• **Dataset excerpts**:
"""
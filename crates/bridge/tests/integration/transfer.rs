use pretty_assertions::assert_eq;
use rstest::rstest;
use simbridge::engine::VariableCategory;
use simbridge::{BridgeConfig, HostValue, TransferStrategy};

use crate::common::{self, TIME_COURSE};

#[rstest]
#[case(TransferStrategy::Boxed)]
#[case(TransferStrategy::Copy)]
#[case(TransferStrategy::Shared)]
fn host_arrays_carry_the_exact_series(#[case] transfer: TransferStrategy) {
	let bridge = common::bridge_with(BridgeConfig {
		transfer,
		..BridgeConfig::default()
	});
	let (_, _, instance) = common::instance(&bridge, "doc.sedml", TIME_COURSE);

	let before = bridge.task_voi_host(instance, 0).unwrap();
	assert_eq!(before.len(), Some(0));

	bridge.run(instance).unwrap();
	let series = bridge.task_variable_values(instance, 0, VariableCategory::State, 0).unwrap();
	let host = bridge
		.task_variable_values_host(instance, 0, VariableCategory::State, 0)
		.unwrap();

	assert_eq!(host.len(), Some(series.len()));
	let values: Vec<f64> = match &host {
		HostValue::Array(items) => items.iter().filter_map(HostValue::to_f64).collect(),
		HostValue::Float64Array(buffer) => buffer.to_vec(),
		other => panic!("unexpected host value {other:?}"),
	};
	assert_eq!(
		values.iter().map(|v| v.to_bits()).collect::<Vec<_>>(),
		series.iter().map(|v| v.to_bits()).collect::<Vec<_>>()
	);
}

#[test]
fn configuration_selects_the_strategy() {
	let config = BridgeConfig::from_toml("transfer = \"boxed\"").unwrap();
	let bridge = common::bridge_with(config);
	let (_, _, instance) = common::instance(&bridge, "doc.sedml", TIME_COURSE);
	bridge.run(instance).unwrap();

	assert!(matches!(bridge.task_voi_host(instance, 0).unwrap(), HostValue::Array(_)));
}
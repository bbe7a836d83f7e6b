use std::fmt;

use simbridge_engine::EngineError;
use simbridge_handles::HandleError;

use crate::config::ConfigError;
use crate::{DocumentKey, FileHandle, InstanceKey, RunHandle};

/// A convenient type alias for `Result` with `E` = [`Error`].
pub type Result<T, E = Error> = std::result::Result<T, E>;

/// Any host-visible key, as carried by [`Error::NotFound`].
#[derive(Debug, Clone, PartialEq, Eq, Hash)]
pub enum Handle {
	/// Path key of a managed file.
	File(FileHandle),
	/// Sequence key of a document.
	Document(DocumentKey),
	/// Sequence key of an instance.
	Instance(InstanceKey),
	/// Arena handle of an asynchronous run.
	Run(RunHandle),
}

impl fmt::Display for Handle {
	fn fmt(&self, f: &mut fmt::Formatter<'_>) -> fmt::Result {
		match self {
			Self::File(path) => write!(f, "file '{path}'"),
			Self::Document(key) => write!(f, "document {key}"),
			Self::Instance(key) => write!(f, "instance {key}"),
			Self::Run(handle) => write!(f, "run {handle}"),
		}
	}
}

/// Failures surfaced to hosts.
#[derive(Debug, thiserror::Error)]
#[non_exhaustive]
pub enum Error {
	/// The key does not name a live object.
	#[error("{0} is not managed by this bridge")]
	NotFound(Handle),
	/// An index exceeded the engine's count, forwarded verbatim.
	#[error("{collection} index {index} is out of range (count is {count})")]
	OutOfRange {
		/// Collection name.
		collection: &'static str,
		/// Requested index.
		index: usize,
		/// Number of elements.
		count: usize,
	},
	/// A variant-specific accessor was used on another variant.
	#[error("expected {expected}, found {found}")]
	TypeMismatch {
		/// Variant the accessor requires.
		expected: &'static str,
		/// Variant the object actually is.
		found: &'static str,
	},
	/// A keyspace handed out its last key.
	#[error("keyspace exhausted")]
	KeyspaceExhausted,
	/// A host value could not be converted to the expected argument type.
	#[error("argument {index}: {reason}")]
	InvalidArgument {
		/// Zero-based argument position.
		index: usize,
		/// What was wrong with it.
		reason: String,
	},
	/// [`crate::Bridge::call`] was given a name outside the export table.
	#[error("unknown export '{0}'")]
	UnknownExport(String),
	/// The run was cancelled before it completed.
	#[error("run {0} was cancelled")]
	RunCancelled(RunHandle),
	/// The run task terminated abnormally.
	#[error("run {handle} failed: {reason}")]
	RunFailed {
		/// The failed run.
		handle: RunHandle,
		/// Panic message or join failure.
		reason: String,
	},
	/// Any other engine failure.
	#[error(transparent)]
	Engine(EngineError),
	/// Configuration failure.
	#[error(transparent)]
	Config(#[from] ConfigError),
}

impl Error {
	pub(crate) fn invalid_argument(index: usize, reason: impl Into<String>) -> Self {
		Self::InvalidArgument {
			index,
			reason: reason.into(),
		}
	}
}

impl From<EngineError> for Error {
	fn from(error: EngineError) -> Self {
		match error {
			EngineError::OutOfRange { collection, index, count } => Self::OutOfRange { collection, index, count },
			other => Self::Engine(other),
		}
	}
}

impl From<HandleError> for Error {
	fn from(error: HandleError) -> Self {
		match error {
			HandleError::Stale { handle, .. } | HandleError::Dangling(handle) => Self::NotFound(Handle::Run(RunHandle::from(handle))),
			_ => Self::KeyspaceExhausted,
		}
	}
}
"""
• **Work order**: Give back exactly the lines of the listing above that run from the line with "use simbridge_handles::HandleError;" to the line with "out of range", inclusive.

• **Exercise answer**:
use simbridge_handles::HandleError;

use crate::config::ConfigError;
use crate::{DocumentKey, FileHandle, InstanceKey, RunHandle};

/// A convenient type alias for `Result` with `E` = [`Error`].
pub type Result<T, E = Error> = std::result::Result<T, E>;

/// Any host-visible key, as carried by [`Error::NotFound`].
#[derive(Debug, Clone, PartialEq, Eq, Hash)]
pub enum Handle {
	/// Path key of a managed file.
	File(FileHandle),
	/// Sequence key of a document.
	Document(DocumentKey),
	/// Sequence key of an instance.
	Instance(InstanceKey),
	/// Arena handle of an asynchronous run.
	Run(RunHandle),
}

impl fmt::Display for Handle {
	fn fmt(&self, f: &mut fmt::Formatter<'_>) -> fmt::Result {
		match self {
			Self::File(path) => write!(f, "file '{path}'"),
			Self::Document(key) => write!(f, "document {key}"),
			Self::Instance(key) => write!(f, "instance {key}"),
			Self::Run(handle) => write!(f, "run {handle}"),
		}
	}
}

/// Failures surfaced to hosts.
#[derive(Debug, thiserror::Error)]
#[non_exhaustive]
pub enum Error {
	/// The key does not name a live object.
	#[error("{0} is not managed by this bridge")]
	NotFound(Handle),
	/// An index exceeded the engine's count, forwarded verbatim.
	#[error("{collection} index {index} is out of range (count is {count})")]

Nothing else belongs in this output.